(Work instructions) Lift out, unaltered, the lines of the material below between the line holding "OR REPLACE INTO" and the line holding "is_public, created_by, created_at)", counting both.

(Dataset content)
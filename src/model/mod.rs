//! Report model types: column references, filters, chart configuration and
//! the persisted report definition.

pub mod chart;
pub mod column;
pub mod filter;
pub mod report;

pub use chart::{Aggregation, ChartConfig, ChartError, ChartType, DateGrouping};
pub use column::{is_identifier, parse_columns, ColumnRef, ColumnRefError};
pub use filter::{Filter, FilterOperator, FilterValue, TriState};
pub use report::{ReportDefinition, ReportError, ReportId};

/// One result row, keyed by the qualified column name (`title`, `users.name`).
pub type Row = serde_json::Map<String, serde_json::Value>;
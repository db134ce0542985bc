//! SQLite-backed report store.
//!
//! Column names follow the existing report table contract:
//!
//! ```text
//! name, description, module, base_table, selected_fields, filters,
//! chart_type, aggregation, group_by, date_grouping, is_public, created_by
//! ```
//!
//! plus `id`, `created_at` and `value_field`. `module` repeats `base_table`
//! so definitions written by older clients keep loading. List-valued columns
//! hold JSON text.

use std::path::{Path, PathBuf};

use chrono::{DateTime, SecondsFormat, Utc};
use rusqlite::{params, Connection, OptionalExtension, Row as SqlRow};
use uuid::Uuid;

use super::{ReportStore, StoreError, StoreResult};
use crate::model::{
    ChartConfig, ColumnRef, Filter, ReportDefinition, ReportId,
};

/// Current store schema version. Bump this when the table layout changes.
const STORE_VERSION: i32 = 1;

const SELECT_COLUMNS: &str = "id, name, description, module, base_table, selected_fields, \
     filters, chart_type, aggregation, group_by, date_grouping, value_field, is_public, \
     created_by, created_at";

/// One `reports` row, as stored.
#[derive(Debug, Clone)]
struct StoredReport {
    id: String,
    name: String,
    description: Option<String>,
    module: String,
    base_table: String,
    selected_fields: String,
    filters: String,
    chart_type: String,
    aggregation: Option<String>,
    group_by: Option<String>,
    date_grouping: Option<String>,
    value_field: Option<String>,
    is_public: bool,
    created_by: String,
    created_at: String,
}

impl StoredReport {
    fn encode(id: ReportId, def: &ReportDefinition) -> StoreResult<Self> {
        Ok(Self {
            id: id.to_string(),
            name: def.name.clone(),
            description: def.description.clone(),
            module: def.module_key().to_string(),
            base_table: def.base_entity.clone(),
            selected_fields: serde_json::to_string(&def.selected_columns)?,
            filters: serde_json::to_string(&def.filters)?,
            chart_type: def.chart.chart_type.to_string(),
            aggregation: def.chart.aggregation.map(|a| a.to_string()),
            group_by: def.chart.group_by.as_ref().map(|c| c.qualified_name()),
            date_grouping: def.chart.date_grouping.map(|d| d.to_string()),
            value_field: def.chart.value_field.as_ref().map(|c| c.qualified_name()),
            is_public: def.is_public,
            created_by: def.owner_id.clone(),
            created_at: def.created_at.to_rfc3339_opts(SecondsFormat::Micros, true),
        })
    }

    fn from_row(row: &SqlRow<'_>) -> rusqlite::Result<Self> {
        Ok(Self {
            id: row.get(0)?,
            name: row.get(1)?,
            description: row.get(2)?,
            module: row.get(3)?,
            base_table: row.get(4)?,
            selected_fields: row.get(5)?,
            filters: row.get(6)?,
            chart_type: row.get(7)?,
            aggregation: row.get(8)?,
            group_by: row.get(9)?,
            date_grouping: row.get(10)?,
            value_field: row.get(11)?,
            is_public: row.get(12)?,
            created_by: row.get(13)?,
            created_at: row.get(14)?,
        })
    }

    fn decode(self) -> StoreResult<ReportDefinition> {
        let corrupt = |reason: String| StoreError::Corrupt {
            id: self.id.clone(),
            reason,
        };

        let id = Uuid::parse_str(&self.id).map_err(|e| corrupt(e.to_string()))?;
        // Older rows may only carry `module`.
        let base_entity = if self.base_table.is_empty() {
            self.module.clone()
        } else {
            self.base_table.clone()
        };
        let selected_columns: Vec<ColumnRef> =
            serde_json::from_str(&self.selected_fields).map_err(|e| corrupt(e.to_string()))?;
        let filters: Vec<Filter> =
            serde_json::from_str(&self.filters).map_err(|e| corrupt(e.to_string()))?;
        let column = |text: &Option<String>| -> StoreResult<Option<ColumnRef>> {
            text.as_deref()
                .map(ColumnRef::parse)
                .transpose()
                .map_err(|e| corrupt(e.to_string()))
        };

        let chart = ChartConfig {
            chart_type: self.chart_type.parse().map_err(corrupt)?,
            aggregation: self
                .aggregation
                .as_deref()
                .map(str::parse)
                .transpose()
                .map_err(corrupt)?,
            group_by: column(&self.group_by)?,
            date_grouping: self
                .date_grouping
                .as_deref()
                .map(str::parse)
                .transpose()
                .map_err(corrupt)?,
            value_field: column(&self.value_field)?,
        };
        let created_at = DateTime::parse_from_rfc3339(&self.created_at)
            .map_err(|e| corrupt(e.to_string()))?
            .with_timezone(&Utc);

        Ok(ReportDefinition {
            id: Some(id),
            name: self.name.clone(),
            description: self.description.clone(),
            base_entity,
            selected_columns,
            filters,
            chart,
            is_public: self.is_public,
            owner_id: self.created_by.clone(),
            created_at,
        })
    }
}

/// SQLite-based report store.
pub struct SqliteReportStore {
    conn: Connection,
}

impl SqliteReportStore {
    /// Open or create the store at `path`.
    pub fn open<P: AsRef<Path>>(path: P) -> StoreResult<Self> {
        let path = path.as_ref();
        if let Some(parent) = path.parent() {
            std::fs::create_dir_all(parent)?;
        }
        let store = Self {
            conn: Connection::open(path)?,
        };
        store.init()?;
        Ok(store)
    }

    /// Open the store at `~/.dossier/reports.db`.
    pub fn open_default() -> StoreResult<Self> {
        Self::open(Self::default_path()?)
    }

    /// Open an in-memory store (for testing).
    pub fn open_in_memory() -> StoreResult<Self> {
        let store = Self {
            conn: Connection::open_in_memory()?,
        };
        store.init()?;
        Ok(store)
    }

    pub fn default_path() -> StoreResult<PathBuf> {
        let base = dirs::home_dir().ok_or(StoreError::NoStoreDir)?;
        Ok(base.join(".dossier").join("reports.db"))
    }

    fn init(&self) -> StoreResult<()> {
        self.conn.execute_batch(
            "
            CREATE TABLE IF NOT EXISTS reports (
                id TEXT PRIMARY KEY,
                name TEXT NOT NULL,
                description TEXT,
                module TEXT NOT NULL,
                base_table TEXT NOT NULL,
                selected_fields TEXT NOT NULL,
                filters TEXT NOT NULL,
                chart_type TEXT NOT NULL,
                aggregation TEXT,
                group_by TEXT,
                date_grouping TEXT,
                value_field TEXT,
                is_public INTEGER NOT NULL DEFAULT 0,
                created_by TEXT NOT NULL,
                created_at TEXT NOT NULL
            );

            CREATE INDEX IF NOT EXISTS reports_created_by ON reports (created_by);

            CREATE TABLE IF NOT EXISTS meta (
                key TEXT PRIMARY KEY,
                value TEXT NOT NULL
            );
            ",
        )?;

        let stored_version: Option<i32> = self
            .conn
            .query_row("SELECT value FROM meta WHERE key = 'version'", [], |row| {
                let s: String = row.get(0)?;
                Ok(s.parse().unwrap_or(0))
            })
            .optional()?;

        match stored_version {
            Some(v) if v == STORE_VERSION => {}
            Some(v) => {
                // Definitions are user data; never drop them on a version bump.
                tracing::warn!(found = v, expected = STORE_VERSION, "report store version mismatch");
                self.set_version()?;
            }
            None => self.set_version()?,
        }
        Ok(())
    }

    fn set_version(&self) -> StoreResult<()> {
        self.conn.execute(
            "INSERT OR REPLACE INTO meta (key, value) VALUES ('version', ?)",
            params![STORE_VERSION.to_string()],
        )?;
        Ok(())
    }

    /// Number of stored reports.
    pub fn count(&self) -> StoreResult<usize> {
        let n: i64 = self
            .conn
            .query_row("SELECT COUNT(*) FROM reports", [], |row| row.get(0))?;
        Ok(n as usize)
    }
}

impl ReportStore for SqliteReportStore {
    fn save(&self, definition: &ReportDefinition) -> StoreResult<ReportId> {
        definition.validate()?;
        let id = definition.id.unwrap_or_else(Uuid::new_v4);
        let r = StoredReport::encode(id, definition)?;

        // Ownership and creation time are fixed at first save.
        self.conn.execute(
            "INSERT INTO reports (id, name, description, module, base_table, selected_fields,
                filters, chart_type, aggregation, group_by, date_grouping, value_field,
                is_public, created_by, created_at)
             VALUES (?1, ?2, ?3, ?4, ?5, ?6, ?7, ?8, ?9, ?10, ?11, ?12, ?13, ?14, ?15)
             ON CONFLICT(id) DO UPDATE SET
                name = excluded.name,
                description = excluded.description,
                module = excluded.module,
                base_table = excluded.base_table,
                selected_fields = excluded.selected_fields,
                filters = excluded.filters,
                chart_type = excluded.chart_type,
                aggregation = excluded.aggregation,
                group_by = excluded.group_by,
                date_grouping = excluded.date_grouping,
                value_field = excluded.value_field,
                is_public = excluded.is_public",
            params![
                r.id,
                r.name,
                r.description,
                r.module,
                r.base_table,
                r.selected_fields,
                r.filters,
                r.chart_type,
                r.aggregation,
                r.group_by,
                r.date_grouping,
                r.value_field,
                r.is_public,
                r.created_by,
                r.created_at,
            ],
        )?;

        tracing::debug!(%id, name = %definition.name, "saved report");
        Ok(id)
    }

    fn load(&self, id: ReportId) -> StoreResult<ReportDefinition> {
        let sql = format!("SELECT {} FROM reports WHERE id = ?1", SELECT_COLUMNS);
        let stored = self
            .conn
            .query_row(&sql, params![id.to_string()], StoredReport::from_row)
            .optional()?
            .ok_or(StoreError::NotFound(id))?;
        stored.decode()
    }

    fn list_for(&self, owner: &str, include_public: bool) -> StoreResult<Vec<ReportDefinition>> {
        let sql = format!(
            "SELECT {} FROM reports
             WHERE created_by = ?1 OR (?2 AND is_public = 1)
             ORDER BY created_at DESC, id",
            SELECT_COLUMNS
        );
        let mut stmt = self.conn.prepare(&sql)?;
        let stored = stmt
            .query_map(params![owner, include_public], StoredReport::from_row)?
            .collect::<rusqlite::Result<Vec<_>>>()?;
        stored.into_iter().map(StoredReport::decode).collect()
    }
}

--

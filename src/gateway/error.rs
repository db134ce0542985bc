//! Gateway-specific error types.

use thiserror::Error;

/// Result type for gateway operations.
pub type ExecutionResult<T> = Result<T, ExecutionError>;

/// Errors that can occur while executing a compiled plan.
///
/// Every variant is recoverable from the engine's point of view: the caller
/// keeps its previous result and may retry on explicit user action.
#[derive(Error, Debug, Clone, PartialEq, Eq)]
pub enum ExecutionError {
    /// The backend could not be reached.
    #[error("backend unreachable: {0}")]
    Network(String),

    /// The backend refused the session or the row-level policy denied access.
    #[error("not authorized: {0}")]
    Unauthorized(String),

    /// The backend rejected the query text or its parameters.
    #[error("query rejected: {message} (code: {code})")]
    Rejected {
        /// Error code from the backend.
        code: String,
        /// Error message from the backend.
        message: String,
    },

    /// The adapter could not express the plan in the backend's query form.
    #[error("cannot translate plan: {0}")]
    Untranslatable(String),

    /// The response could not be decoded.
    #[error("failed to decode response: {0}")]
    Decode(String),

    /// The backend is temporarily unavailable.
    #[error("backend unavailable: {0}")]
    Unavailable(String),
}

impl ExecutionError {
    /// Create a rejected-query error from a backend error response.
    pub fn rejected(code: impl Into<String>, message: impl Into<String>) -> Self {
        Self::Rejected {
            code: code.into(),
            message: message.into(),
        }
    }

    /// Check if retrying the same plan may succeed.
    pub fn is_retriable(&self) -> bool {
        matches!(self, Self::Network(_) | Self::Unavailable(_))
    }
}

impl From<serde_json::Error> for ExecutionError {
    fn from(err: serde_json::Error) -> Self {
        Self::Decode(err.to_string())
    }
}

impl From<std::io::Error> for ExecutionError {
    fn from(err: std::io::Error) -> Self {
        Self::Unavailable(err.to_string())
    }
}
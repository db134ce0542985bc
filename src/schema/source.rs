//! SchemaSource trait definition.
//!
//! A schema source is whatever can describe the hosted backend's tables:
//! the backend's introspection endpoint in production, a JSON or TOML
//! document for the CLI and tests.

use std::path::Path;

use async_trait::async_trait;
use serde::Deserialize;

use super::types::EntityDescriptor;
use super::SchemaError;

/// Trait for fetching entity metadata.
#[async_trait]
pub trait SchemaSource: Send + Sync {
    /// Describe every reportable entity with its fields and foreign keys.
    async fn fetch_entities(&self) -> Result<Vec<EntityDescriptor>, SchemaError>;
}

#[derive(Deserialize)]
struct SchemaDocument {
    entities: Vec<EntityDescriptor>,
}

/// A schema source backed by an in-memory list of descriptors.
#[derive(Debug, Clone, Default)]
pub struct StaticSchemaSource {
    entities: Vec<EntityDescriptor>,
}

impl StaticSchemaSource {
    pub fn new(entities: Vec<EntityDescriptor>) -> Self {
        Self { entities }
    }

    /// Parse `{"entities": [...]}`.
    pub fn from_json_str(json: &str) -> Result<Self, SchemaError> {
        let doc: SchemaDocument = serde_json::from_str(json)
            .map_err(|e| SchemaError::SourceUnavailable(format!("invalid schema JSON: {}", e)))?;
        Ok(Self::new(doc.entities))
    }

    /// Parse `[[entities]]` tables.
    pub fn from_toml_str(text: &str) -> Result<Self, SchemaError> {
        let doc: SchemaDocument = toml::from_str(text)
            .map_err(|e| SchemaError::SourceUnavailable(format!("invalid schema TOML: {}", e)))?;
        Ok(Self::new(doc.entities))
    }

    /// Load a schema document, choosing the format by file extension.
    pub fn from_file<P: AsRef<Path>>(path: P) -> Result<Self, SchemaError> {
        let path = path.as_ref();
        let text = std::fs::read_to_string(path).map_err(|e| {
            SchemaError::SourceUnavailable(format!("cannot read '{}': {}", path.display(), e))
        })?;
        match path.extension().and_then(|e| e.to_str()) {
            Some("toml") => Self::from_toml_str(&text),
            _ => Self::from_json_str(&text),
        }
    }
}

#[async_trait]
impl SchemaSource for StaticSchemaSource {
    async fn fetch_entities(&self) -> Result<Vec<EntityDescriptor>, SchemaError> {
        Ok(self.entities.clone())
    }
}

--

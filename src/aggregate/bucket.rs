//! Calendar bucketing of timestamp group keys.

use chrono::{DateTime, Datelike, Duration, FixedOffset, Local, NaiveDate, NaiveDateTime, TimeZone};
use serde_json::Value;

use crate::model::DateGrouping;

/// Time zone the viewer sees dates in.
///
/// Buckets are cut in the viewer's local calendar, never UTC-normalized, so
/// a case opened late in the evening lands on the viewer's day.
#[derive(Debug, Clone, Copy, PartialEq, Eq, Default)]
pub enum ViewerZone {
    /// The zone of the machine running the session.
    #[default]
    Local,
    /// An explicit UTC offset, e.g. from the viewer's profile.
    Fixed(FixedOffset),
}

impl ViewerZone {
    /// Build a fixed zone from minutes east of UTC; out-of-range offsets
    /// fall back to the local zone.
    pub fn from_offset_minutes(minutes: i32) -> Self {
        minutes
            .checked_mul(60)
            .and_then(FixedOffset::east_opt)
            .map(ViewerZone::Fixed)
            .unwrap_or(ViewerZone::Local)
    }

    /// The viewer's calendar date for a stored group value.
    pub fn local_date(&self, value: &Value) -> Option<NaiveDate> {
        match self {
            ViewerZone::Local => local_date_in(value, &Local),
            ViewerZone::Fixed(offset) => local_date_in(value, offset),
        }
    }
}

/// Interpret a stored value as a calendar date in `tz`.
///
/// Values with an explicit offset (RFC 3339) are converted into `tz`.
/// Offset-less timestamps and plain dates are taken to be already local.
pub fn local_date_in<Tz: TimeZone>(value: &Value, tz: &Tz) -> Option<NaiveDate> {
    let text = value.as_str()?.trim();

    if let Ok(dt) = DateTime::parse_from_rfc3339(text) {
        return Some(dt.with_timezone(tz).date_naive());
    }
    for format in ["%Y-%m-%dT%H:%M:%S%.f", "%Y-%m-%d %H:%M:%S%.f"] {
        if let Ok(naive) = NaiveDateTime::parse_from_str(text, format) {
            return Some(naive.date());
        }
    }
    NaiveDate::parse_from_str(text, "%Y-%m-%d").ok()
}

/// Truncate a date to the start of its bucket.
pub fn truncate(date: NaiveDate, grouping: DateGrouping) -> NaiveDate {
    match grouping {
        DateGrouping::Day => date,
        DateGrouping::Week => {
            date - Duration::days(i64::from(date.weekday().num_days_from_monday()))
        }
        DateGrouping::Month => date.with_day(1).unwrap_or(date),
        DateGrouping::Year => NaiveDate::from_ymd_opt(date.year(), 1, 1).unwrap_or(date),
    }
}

(Result)
            "INSERT OR REPLACE INTO meta (key, value) VALUES ('version', ?)",
            params![STORE_VERSION.to_string()],
        )?;
        Ok(())
    }

    /// Number of stored reports.
    pub fn count(&self) -> StoreResult<usize> {
        let n: i64 = self
            .conn
            .query_row("SELECT COUNT(*) FROM reports", [], |row| row.get(0))?;
        Ok(n as usize)
    }
}

impl ReportStore for SqliteReportStore {
    fn save(&self, definition: &ReportDefinition) -> StoreResult<ReportId> {
        definition.validate()?;
        let id = definition.id.unwrap_or_else(Uuid::new_v4);
        let r = StoredReport::encode(id, definition)?;

        // Ownership and creation time are fixed at first save.
        self.conn.execute(
            "INSERT INTO reports (id, name, description, module, base_table, selected_fields,
                filters, chart_type, aggregation, group_by, date_grouping, value_field,
                is_public, created_by, created_at)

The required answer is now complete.